É divertido ler o que dizem sobre a nacionalidade dos papas. Como definir nacionalidades em dois mil anos de História? Quantas nações e países desapareceram ou mudaram suas fronteiras em vinte séculos?


De todo modo, alguns referenciais dizem muito: Espanha e Portugal, dos reis católicos, deram cinco papas: três espanhóis e dois portugueses. A Inglaterra, mais protestante do que católica, deu apenas um, como a católica Polônia. Síria e Palestina deram oito papas. A França (ou regiões hoje a ela pertencentes) deu 17. A Itália deu 203, dos quais 99 eram de Roma.


O mais longo pontificado foi o de São Pedro: 34 anos. Pio IX (o primeiro Pio governou de 140 a 155) conduziu a Barca de São Pedro por 31 anos e sete meses. Depois desses dois, Leão XIII, com 25 anos e cinco meses, foi superado por João Paulo, no poder desde 1978.


João Paulo I ficou no poder por escassos 33 dias. Mas houve papados mais curtos. Celestino IV ficou apenas 16 dias, em 1241. Urbano VII, em 1590, ficou 12 dias. Pio III, 25 dias; Leão XI, 26; Dámaso II, 22; Teodoro II, 20.

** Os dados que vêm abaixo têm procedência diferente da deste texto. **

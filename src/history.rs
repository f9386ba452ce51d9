//! In-memory assessment history.
//!
//! The engine persists nothing; this store is the API layer's record of
//! what it returned. Bounded: once `capacity` records of a kind exist, the
//! oldest is evicted. Uses `RwLock` so history reads never block each other.

use std::collections::VecDeque;
use std::sync::{RwLock, RwLockReadGuard, RwLockWriteGuard};

use chrono::{DateTime, Utc};
use serde::Serialize;
use uuid::Uuid;

use crate::engine::types::{AnalysisResult, PredictionResult, Urgency};

/// Default page size for history listings.
pub const DEFAULT_PAGE_SIZE: usize = 10;
/// Upper bound on requested page size.
pub const MAX_PAGE_SIZE: usize = 50;

#[derive(Debug, thiserror::Error)]
pub enum HistoryError {
    #[error("Internal lock error")]
    LockPoisoned,
}

/// A stored symptom prediction.
#[derive(Debug, Clone, Serialize)]
pub struct PredictionRecord {
    pub id: Uuid,
    pub symptoms: Vec<String>,
    pub additional_info: String,
    #[serde(flatten)]
    pub result: PredictionResult,
    pub ai_model: String,
    pub created_at: DateTime<Utc>,
}

/// A stored report analysis.
#[derive(Debug, Clone, Serialize)]
pub struct ReportRecord {
    pub id: Uuid,
    pub report_type: String,
    pub file_count: usize,
    pub analysis: AnalysisResult,
    pub ai_model: String,
    pub created_at: DateTime<Utc>,
}

#[derive(Debug, Clone, Serialize)]
pub struct TopDisease {
    pub name: String,
    pub probability: f64,
}

/// Compact listing row for prediction history.
#[derive(Debug, Clone, Serialize)]
pub struct PredictionSummary {
    pub id: Uuid,
    pub symptoms: Vec<String>,
    pub top_disease: Option<TopDisease>,
    pub urgency: Urgency,
    pub confidence_score: u8,
    pub created_at: DateTime<Utc>,
}

impl From<&PredictionRecord> for PredictionSummary {
    fn from(record: &PredictionRecord) -> Self {
        Self {
            id: record.id,
            symptoms: record.symptoms.clone(),
            top_disease: record.result.diseases.first().map(|d| TopDisease {
                name: d.name.clone(),
                probability: d.probability,
            }),
            urgency: record.result.urgency,
            confidence_score: record.result.confidence_score,
            created_at: record.created_at,
        }
    }
}

/// Compact listing row for report history.
#[derive(Debug, Clone, Serialize)]
pub struct ReportSummary {
    pub id: Uuid,
    pub report_type: String,
    pub title: String,
    pub urgency: Urgency,
    pub confidence: u8,
    pub file_count: usize,
    pub created_at: DateTime<Utc>,
}

impl From<&ReportRecord> for ReportSummary {
    fn from(record: &ReportRecord) -> Self {
        Self {
            id: record.id,
            report_type: record.report_type.clone(),
            title: record.analysis.report_type.clone(),
            urgency: record.analysis.urgency,
            confidence: record.analysis.confidence,
            file_count: record.file_count,
            created_at: record.created_at,
        }
    }
}

/// One page of summaries, newest first.
#[derive(Debug, Clone, Serialize)]
pub struct Page<T> {
    pub count: usize,
    pub page: usize,
    pub page_size: usize,
    pub results: Vec<T>,
}

#[derive(Debug, Clone, Default, PartialEq, Eq, Serialize)]
pub struct UrgencyBreakdown {
    pub low: usize,
    pub medium: usize,
    pub high: usize,
}

/// Aggregate statistics over stored predictions.
#[derive(Debug, Clone, Serialize)]
pub struct PredictionStats {
    pub total_predictions: usize,
    pub avg_confidence: f64,
    pub last_prediction: Option<DateTime<Utc>>,
    pub urgency_breakdown: UrgencyBreakdown,
}

#[derive(Default)]
struct Records {
    // Oldest at the front.
    predictions: VecDeque<PredictionRecord>,
    reports: VecDeque<ReportRecord>,
}

pub struct HistoryStore {
    records: RwLock<Records>,
    capacity: usize,
}

impl HistoryStore {
    pub fn new(capacity: usize) -> Self {
        Self {
            records: RwLock::new(Records::default()),
            capacity,
        }
    }

    fn read(&self) -> Result<RwLockReadGuard<'_, Records>, HistoryError> {
        self.records.read().map_err(|_| HistoryError::LockPoisoned)
    }

    fn write(&self) -> Result<RwLockWriteGuard<'_, Records>, HistoryError> {
        self.records.write().map_err(|_| HistoryError::LockPoisoned)
    }

    /// Store a prediction. Returns `None` when the store has zero capacity.
    pub fn record_prediction(
        &self,
        symptoms: Vec<String>,
        additional_info: String,
        result: PredictionResult,
        ai_model: String,
    ) -> Result<Option<Uuid>, HistoryError> {
        if self.capacity == 0 {
            return Ok(None);
        }
        let id = Uuid::new_v4();
        let mut records = self.write()?;
        if records.predictions.len() >= self.capacity {
            records.predictions.pop_front();
        }
        records.predictions.push_back(PredictionRecord {
            id,
            symptoms,
            additional_info,
            result,
            ai_model,
            created_at: Utc::now(),
        });
        Ok(Some(id))
    }

    /// Store a report analysis. Returns `None` when the store has zero capacity.
    pub fn record_report(
        &self,
        report_type: String,
        file_count: usize,
        analysis: AnalysisResult,
        ai_model: String,
    ) -> Result<Option<Uuid>, HistoryError> {
        if self.capacity == 0 {
            return Ok(None);
        }
        let id = Uuid::new_v4();
        let mut records = self.write()?;
        if records.reports.len() >= self.capacity {
            records.reports.pop_front();
        }
        records.reports.push_back(ReportRecord {
            id,
            report_type,
            file_count,
            analysis,
            ai_model,
            created_at: Utc::now(),
        });
        Ok(Some(id))
    }

    pub fn prediction(&self, id: &Uuid) -> Result<Option<PredictionRecord>, HistoryError> {
        let records = self.read()?;
        Ok(records.predictions.iter().find(|r| &r.id == id).cloned())
    }

    pub fn prediction_page(
        &self,
        page: usize,
        page_size: usize,
    ) -> Result<Page<PredictionSummary>, HistoryError> {
        let records = self.read()?;
        Ok(paginate(records.predictions.iter().rev(), records.predictions.len(), page, page_size))
    }

    pub fn report_page(
        &self,
        page: usize,
        page_size: usize,
    ) -> Result<Page<ReportSummary>, HistoryError> {
        let records = self.read()?;
        Ok(paginate(records.reports.iter().rev(), records.reports.len(), page, page_size))
    }

    pub fn prediction_stats(&self) -> Result<PredictionStats, HistoryError> {
        let records = self.read()?;
        let total = records.predictions.len();

        let mut breakdown = UrgencyBreakdown::default();
        let mut confidence_sum = 0.0;
        for r in &records.predictions {
            confidence_sum += f64::from(r.result.confidence_score);
            match r.result.urgency {
                Urgency::Low => breakdown.low += 1,
                Urgency::Medium => breakdown.medium += 1,
                Urgency::High => breakdown.high += 1,
            }
        }

        let avg_confidence = if total == 0 {
            0.0
        } else {
            (confidence_sum / total as f64 * 10.0).round() / 10.0
        };

        Ok(PredictionStats {
            total_predictions: total,
            avg_confidence,
            last_prediction: records.predictions.back().map(|r| r.created_at),
            urgency_breakdown: breakdown,
        })
    }
}

/// Largest page number honored; keeps the skip offset from overflowing.
const MAX_PAGE: usize = usize::MAX / MAX_PAGE_SIZE;

/// Clamp paging input: pages are 1-based, size within `1..=MAX_PAGE_SIZE`.
pub fn normalize_paging(page: Option<usize>, page_size: Option<usize>) -> (usize, usize) {
    let page = page.unwrap_or(1).clamp(1, MAX_PAGE);
    let page_size = page_size
        .unwrap_or(DEFAULT_PAGE_SIZE)
        .clamp(1, MAX_PAGE_SIZE);
    (page, page_size)
}

fn paginate<'a, R, T>(
    newest_first: impl Iterator<Item = &'a R>,
    count: usize,
    page: usize,
    page_size: usize,
) -> Page<T>
where
    R: 'a,
    T: From<&'a R>,
{
    let (page, page_size) = normalize_paging(Some(page), Some(page_size));
    let results = newest_first
        .skip((page - 1).saturating_mul(page_size))
        .take(page_size)
        .map(T::from)
        .collect();
    Page {
        count,
        page,
        page_size,
        results,
    }
}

João Paulo II morreu em casa, não quis voltar ao hospital. Mas 30 papas foram martirizados; seis foram assassinados; quatro morreram no exílio; dois morreram por ferimentos causados em motins; um morreu na prisão e um morreu porque caiu sobre ele o teto do recinto onde estava. Para 215 papas a morte foi natural.


O século 20 nos deu oito papas: Leão XIII (1878-1903); Pio X (1903-14);. Benedito XV (1914-22); Pio XI (1922-39); Pio XII (1939-58); João XXIII (1958-63); Paulo VI (1963-78); João Paulo I (1978) e João Paulo II (1978-2005).